Moreover, by reducing reliance on external global networks, Europe seeks to strengthen control over data governance, fraud prevention, and AML information-sharing mechanisms under frameworks such as PSD2, the upcoming Payment Services Regulation (PSR), and the broader EU AML Package.
PEPSI in AML/CFT Frameworks
The relevance of PEPSI to AML/CFT oversight is multifaceted:
Standardisation of transaction data enhances the ability to detect anomalies, reduce false positives, and allow machine-learning-driven monitoring across jurisdictions.
Improved traceability of cross-border retail payments supports FATF’s requirements for originator and beneficiary information.

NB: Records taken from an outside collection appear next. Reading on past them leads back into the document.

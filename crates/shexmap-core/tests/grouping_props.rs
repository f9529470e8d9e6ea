// SPDX-License-Identifier: Apache-2.0
// © James Ross Ω FLYING•ROBOTS <https://github.com/flyingrobots>
#![allow(missing_docs)]
#![allow(clippy::unwrap_used, clippy::expect_used)]
//! Grouping and pass-through laws.

use std::num::NonZeroU32;

use proptest::prelude::*;
use shexmap_core::{
    generate_from, map_extension, subject_term, BindingCollector, BlankAllocator, Graph,
    NodeGenerator, NodeHandle, PathSegment, PrefixMap, Repeat, TargetMap, Term,
};
use shexmap_dry_tests::{address_schema, blank, iri, lit, named, EX};

fn bucket_run(schema: &shexmap_shapes::Schema, values: &[Term]) -> Graph {
    let mut bindings =
        BindingCollector::new(map_extension(), PrefixMap::from_pairs([("ex", EX)]).unwrap());
    for value in values {
        bindings.push("ex:item", value.clone());
    }
    let target = TargetMap::new(iri(&format!("{EX}root")), iri(&format!("{EX}Buckets")));
    generate_from(&mut bindings, schema, &target).unwrap()
}

fn literals(items: usize) -> Vec<Term> {
    (0..items).map(|i| lit(&format!("v{i}"))).collect()
}

fn owner_of(graph: &Graph, value: &Term) -> Term {
    graph
        .triples_with_object(value)
        .map(|t| subject_term(&t.subject))
        .next()
        .expect("every item value has an owner")
}

proptest! {
    #[test]
    fn identity_rotates_every_k_uses(k in 1u32..6, calls in 0usize..40) {
        let mut blanks = BlankAllocator::new();
        let mut generator = NodeGenerator::new(Repeat::Bounded(NonZeroU32::new(k).unwrap()));
        let ids: Vec<_> = (0..calls).map(|_| generator.next(&mut blanks)).collect();
        for i in 1..ids.len() {
            let rotates = i % k as usize == 0;
            prop_assert_eq!(ids[i] != ids[i - 1], rotates, "call {}", i);
        }
    }

    #[test]
    fn unbounded_identity_never_rotates(calls in 1usize..40) {
        let mut blanks = BlankAllocator::new();
        let mut generator = NodeGenerator::new(Repeat::Unbounded);
        let first = generator.next(&mut blanks);
        for _ in 1..calls {
            prop_assert_eq!(generator.next(&mut blanks), first.clone());
        }
        prop_assert_eq!(blanks.minted_count(), 1);
    }

    #[test]
    fn replayed_items_are_grouped_in_pairs(items in 0usize..16) {
        let schema = address_schema();
        let values = literals(items);
        let out = bucket_run(&schema, &values);
        let owners: Vec<_> = values.iter().map(|v| owner_of(&out, v)).collect();
        for i in 1..owners.len() {
            prop_assert_eq!(owners[i] != owners[i - 1], i % 2 == 0);
        }
        prop_assert_eq!(out.len(), items + items.div_ceil(2));
    }

    #[test]
    fn source_blanks_are_never_rerooted(kinds in prop::collection::vec(any::<bool>(), 1..12)) {
        // Source blanks reuse the `b{i}` labels a counter would mint.
        let values: Vec<Term> = kinds
            .iter()
            .enumerate()
            .map(|(i, is_blank)| if *is_blank { blank(&format!("b{i}")) } else { lit(&format!("v{i}")) })
            .collect();
        let schema = address_schema();
        let out = bucket_run(&schema, &values);
        let root = named(&format!("{EX}root"));

        prop_assert_eq!(out.len(), values.len() + values.len().div_ceil(2));
        prop_assert!(out.mentions(&root));
        for (i, value) in values.iter().enumerate() {
            let owners: Vec<_> = out
                .triples_with_object(value)
                .map(|t| subject_term(&t.subject))
                .collect();
            prop_assert_eq!(owners.len(), 1, "item {}", i);
            prop_assert!(owners[0].is_blank_node());
            prop_assert!(!values.contains(&owners[0]));
            if value.is_blank_node() {
                prop_assert_eq!(out.triples_with_subject(value).count(), 0);
            }
        }
    }

    #[test]
    fn replay_is_stable_under_repetition(items in 0usize..16) {
        let schema = address_schema();
        let values = literals(items);
        prop_assert_eq!(
            bucket_run(&schema, &values).canonical_hash(),
            bucket_run(&schema, &values).canonical_hash()
        );
    }

    #[test]
    fn non_edge_segments_pass_values_through(lexical in "[a-z]{0,12}") {
        let mut segment = PathSegment::new(NodeHandle(7), None);
        let mut graph = Graph::new();
        let mut blanks = BlankAllocator::new();
        let value = lit(&lexical);
        prop_assert_eq!(segment.fold(value.clone(), &mut graph, &mut blanks).unwrap(), value);
        prop_assert!(graph.is_empty());
        prop_assert_eq!(blanks.minted_count(), 0);
    }
}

Interoperability with EU supervisory bodies strengthens detection of laundering typologies such as mule networks, cyber-enabled fraud, and VAT carousel fraud.

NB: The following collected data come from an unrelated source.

// SPDX-License-Identifier: Apache-2.0
// © James Ross Ω FLYING•ROBOTS <https://github.com/flyingrobots>
//! Serde schema documents (JSON or YAML).
//!
//! A document mirrors the shape algebra one to one. Every IRI-valued field is
//! a token resolved through the document's own prefix table, so documents
//! can use `ex:name`, `<http://…>` or relative names against `base`.
//!
//! ```yaml
//! prefixes: { ex: "http://example/", map: "http://shex.io/extensions/Map/" }
//! shapes:
//!   - id: "<http://a.example/S1>"
//!     shape:
//!       type: Shape
//!       expression:
//!         type: TripleConstraint
//!         predicate: ex:x
//!         semActs: [{ name: "map:", code: "ex:a" }]
//! ```
use std::collections::BTreeMap;

use serde::Deserialize;
use shexmap_core::{Literal, NamedNode, PrefixMap, Term};

use crate::model::{
    Node, NodeConstraint, NodeKind, Schema, SchemaError, SemAct, Shape, ShapeDecl, TermKind,
    TripleConstraint,
};

/// Top-level schema document.
#[derive(Debug, Clone, Deserialize)]
#[serde(deny_unknown_fields)]
pub struct SchemaDoc {
    /// Prefix → namespace.
    #[serde(default)]
    pub prefixes: BTreeMap<String, String>,
    /// Base IRI for relative names.
    #[serde(default)]
    pub base: Option<String>,
    /// Declarations in order.
    pub shapes: Vec<ShapeDeclDoc>,
}

/// One labelled declaration.
#[derive(Debug, Clone, Deserialize)]
#[serde(deny_unknown_fields)]
pub struct ShapeDeclDoc {
    /// Label token.
    pub id: String,
    /// Shape expression.
    pub shape: ExprDoc,
}

/// Expression node.
#[derive(Debug, Clone, Deserialize)]
#[serde(tag = "type")]
pub enum ExprDoc {
    /// Shape.
    Shape {
        /// Triple expression.
        #[serde(default)]
        expression: Option<Box<ExprDoc>>,
        /// Closed flag.
        #[serde(default)]
        closed: bool,
        /// Semantic actions.
        #[serde(default, rename = "semActs")]
        sem_acts: Vec<SemActDoc>,
    },
    /// Conjunction.
    EachOf {
        /// Sub-expressions.
        expressions: Vec<ExprDoc>,
    },
    /// Ordered choice.
    OneOf {
        /// Sub-expressions.
        expressions: Vec<ExprDoc>,
    },
    /// Arc constraint.
    TripleConstraint {
        /// Predicate token.
        predicate: String,
        /// Inverse arc.
        #[serde(default)]
        inverse: bool,
        /// Minimum count (default 1).
        #[serde(default)]
        min: Option<u32>,
        /// Maximum count (default 1, negative for unbounded).
        #[serde(default)]
        max: Option<i64>,
        /// Value expression.
        #[serde(default, rename = "valueExpr")]
        value_expr: Option<Box<ExprDoc>>,
        /// Semantic actions.
        #[serde(default, rename = "semActs")]
        sem_acts: Vec<SemActDoc>,
    },
    /// Term test.
    NodeConstraint {
        /// `iri`, `bnode`, `literal` or `nonliteral`.
        #[serde(default, rename = "nodeKind")]
        node_kind: Option<String>,
        /// Datatype token.
        #[serde(default)]
        datatype: Option<String>,
        /// Allowed values.
        #[serde(default)]
        values: Vec<ValueDoc>,
    },
    /// Reference to a declared shape.
    ShapeRef {
        /// Label token.
        reference: String,
    },
}

/// Semantic action.
#[derive(Debug, Clone, Deserialize)]
#[serde(deny_unknown_fields)]
pub struct SemActDoc {
    /// Extension token.
    pub name: String,
    /// Action body.
    #[serde(default)]
    pub code: Option<String>,
}

/// Value-set member: an IRI token or a literal.
#[derive(Debug, Clone, Deserialize)]
#[serde(untagged)]
pub enum ValueDoc {
    /// IRI token.
    Iri(String),
    /// Literal with optional datatype or language.
    Literal {
        /// Lexical form.
        value: String,
        /// Datatype token.
        #[serde(default, rename = "type")]
        datatype: Option<String>,
        /// Language tag.
        #[serde(default)]
        language: Option<String>,
    },
}

impl SchemaDoc {
    /// Resolves every token and builds the schema.
    pub fn into_schema(self) -> Result<Schema, SchemaError> {
        let mut prefixes = PrefixMap::from_pairs(&self.prefixes).map_err(|source| {
            SchemaError::Iri {
                token: "prefixes".to_owned(),
                source,
            }
        })?;
        if let Some(base) = &self.base {
            prefixes = prefixes.with_base(iri(&PrefixMap::new(), &format!("<{base}>"))?);
        }
        let decls = self
            .shapes
            .into_iter()
            .map(|decl| {
                Ok(ShapeDecl {
                    label: iri(&prefixes, &decl.id)?,
                    expr: decl.shape.into_node(&prefixes)?,
                })
            })
            .collect::<Result<Vec<_>, SchemaError>>()?;
        Schema::new(prefixes, decls)
    }
}

impl ExprDoc {
    fn into_node(self, prefixes: &PrefixMap) -> Result<Node, SchemaError> {
        let kind = match self {
            Self::Shape {
                expression,
                closed,
                sem_acts,
            } => NodeKind::Shape(Shape {
                expression: expression
                    .map(|e| (*e).into_node(prefixes).map(Box::new))
                    .transpose()?,
                sem_acts: sem_acts_of(sem_acts, prefixes)?,
                closed,
            }),
            Self::EachOf { expressions } => NodeKind::EachOf(nodes_of(expressions, prefixes)?),
            Self::OneOf { expressions } => NodeKind::OneOf(nodes_of(expressions, prefixes)?),
            Self::TripleConstraint {
                predicate,
                inverse,
                min,
                max,
                value_expr,
                sem_acts,
            } => NodeKind::TripleConstraint(TripleConstraint {
                predicate: iri(prefixes, &predicate)?,
                inverse,
                min: min.unwrap_or(1),
                max: match max {
                    None => Some(1),
                    Some(n) if n < 0 => None,
                    Some(n) => Some(u32::try_from(n).unwrap_or(u32::MAX)),
                },
                value: value_expr
                    .map(|e| (*e).into_node(prefixes).map(Box::new))
                    .transpose()?,
                sem_acts: sem_acts_of(sem_acts, prefixes)?,
            }),
            Self::NodeConstraint {
                node_kind,
                datatype,
                values,
            } => NodeKind::NodeConstraint(NodeConstraint {
                kind: node_kind.as_deref().map(term_kind).transpose()?,
                datatype: datatype.map(|dt| iri(prefixes, &dt)).transpose()?,
                values: values
                    .into_iter()
                    .map(|v| v.into_term(prefixes))
                    .collect::<Result<_, _>>()?,
            }),
            Self::ShapeRef { reference } => NodeKind::ShapeRef(iri(prefixes, &reference)?),
        };
        Ok(Node::new(kind))
    }
}

impl ValueDoc {
    fn into_term(self, prefixes: &PrefixMap) -> Result<Term, SchemaError> {
        Ok(match self {
            Self::Iri(token) => Term::NamedNode(iri(prefixes, &token)?),
            Self::Literal {
                value,
                datatype: Some(dt),
                ..
            } => Term::Literal(Literal::new_typed_literal(value, iri(prefixes, &dt)?)),
            Self::Literal {
                value,
                language: Some(lang),
                ..
            } => Term::Literal(
                Literal::new_language_tagged_literal(value, lang.as_str()).map_err(|err| {
                    SchemaError::Language {
                        tag: lang.clone(),
                        reason: err.to_string(),
                    }
                })?,
            ),
            Self::Literal { value, .. } => Term::Literal(Literal::new_simple_literal(value)),
        })
    }
}

fn nodes_of(items: Vec<ExprDoc>, prefixes: &PrefixMap) -> Result<Vec<Node>, SchemaError> {
    items.into_iter().map(|e| e.into_node(prefixes)).collect()
}

fn sem_acts_of(acts: Vec<SemActDoc>, prefixes: &PrefixMap) -> Result<Vec<Node>, SchemaError> {
    acts.into_iter()
        .map(|act| {
            Ok(Node::new(NodeKind::SemAct(SemAct {
                name: iri(prefixes, &act.name)?,
                code: act.code,
            })))
        })
        .collect()
}

fn term_kind(keyword: &str) -> Result<TermKind, SchemaError> {
    match keyword.to_ascii_lowercase().as_str() {
        "iri" => Ok(TermKind::Iri),
        "bnode" => Ok(TermKind::BNode),
        "literal" => Ok(TermKind::Literal),
        "nonliteral" => Ok(TermKind::NonLiteral),
        _ => Err(SchemaError::UnknownNodeKind(keyword.to_owned())),
    }
}

fn iri(prefixes: &PrefixMap, token: &str) -> Result<NamedNode, SchemaError> {
    prefixes.resolve(token).map_err(|source| SchemaError::Iri {
        token: token.to_owned(),
        source,
    })
}

impl Schema {
    /// Reads a JSON schema document.
    pub fn from_json(text: &str) -> Result<Self, SchemaError> {
        serde_json::from_str::<SchemaDoc>(text)?.into_schema()
    }

    /// Reads a YAML schema document.
    pub fn from_yaml(text: &str) -> Result<Self, SchemaError> {
        serde_yaml::from_str::<SchemaDoc>(text)?.into_schema()
    }
}

#[cfg(test)]
mod tests {
    #![allow(clippy::unwrap_used, clippy::expect_used)]
    use super::*;
    use shexmap_core::{map_extension, ShapeSchema};

    const LEFT: &str = r#"
prefixes:
  ex: "http://example/"
  xsd: "http://www.w3.org/2001/XMLSchema#"
  map: "http://shex.io/extensions/Map/"
shapes:
  - id: "<http://a.example/S1>"
    shape:
      type: Shape
      expression:
        type: TripleConstraint
        predicate: ex:x
        valueExpr: { type: NodeConstraint, datatype: "xsd:string" }
        semActs: [{ name: "map:", code: "ex:a" }]
"#;

    #[test]
    fn yaml_document_builds_schema() {
        let schema = Schema::from_yaml(LEFT).unwrap();
        let label = NamedNode::new("http://a.example/S1").unwrap();
        let root = schema.find(&label).unwrap();
        let tc = schema.operands(root)[0];
        let edge = schema.edge(tc).unwrap();
        assert_eq!(edge.predicate.as_str(), "http://example/x");
        assert_eq!(edge.max.limit(), Some(1));
        let act = schema.operands(tc)[1];
        assert_eq!(schema.tagged_action(act, &map_extension()), Some("ex:a"));
    }

    #[test]
    fn json_document_with_unbounded_max() {
        let text = r#"{
            "prefixes": {"ex": "http://example/"},
            "shapes": [{"id": "ex:S", "shape": {"type": "Shape", "expression":
                {"type": "TripleConstraint", "predicate": "ex:z", "min": 0, "max": -1}}}]
        }"#;
        let schema = Schema::from_json(text).unwrap();
        let root = schema.find(&NamedNode::new("http://example/S").unwrap()).unwrap();
        let edge = schema.edge(schema.operands(root)[0]).unwrap();
        assert_eq!(edge.max.limit(), None);
    }

    #[test]
    fn unknown_prefix_in_document_fails() {
        let text = r#"{"shapes": [{"id": "nope:S", "shape": {"type": "Shape"}}]}"#;
        assert!(matches!(
            Schema::from_json(text),
            Err(SchemaError::Iri { .. })
        ));
    }

    #[test]
    fn value_sets_carry_typed_and_tagged_literals() {
        let text = r#"{"prefixes": {"ex": "http://example/", "xsd": "http://www.w3.org/2001/XMLSchema#"},
            "base": "http://example/base/",
            "shapes": [{"id": "<S>", "shape": {"type": "Shape", "expression":
                {"type": "TripleConstraint", "predicate": "ex:p",
                 "valueExpr": {"type": "NodeConstraint", "values": [
                    "ex:v",
                    {"value": "1", "type": "xsd:integer"},
                    {"value": "chat", "language": "fr"}]}}}}]}"#;
        let schema = Schema::from_json(text).unwrap();
        let root = schema
            .find(&NamedNode::new("http://example/base/S").unwrap())
            .unwrap();
        let tc = schema.operands(root)[0];
        let xsd_integer = NamedNode::new("http://www.w3.org/2001/XMLSchema#integer").unwrap();
        let expected = vec![
            Term::NamedNode(NamedNode::new("http://example/v").unwrap()),
            Term::Literal(Literal::new_typed_literal("1", xsd_integer)),
            Term::Literal(Literal::new_language_tagged_literal("chat", "fr").unwrap()),
        ];
        assert!(matches!(
            schema.operands(tc)[0].kind(),
            NodeKind::NodeConstraint(nc) if nc.values == expected
        ));
    }

    #[test]
    fn malformed_language_tag_is_rejected() {
        let text = r#"{"prefixes": {"ex": "http://example/"},
            "shapes": [{"id": "ex:S", "shape": {"type": "Shape", "expression":
                {"type": "TripleConstraint", "predicate": "ex:p",
                 "valueExpr": {"type": "NodeConstraint", "values": [
                    {"value": "x", "language": "not a tag"}]}}}}]}"#;
        assert!(matches!(
            Schema::from_json(text),
            Err(SchemaError::Language { tag, .. }) if tag == "not a tag"
        ));
    }

    #[test]
    fn node_kind_keywords() {
        let text = r#"{"prefixes": {"ex": "http://example/"},
            "shapes": [{"id": "ex:S", "shape": {"type": "Shape", "expression":
                {"type": "TripleConstraint", "predicate": "ex:p",
                 "valueExpr": {"type": "NodeConstraint", "nodeKind": "widget"}}}}]}"#;
        assert!(matches!(
            Schema::from_json(text),
            Err(SchemaError::UnknownNodeKind(k)) if k == "widget"
        ));
    }
}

Reduced opacity in correspondent flows, as cross-border transfers within the EU rely more on in-region payment rails rather than offshore intermediaries.
Consistent application of KYC/EDD standards across member states reduces regulatory arbitrage opportunities, especially for payment institutions and fintechs.
As the EU moves toward centralised AML supervision through the forthcoming Anti-Money Laundering Authority (AMLA), PEPSI could serve as a strategic infrastructure layer supporting more unified monitoring and reporting.
Key Components of PEPSI
Structural Features
PEPSI initiatives typically include the following components:
Pan-European card scheme: Interoperable across all member states.
Instant payments infrastructure: Aligned with the SEPA Instant framework.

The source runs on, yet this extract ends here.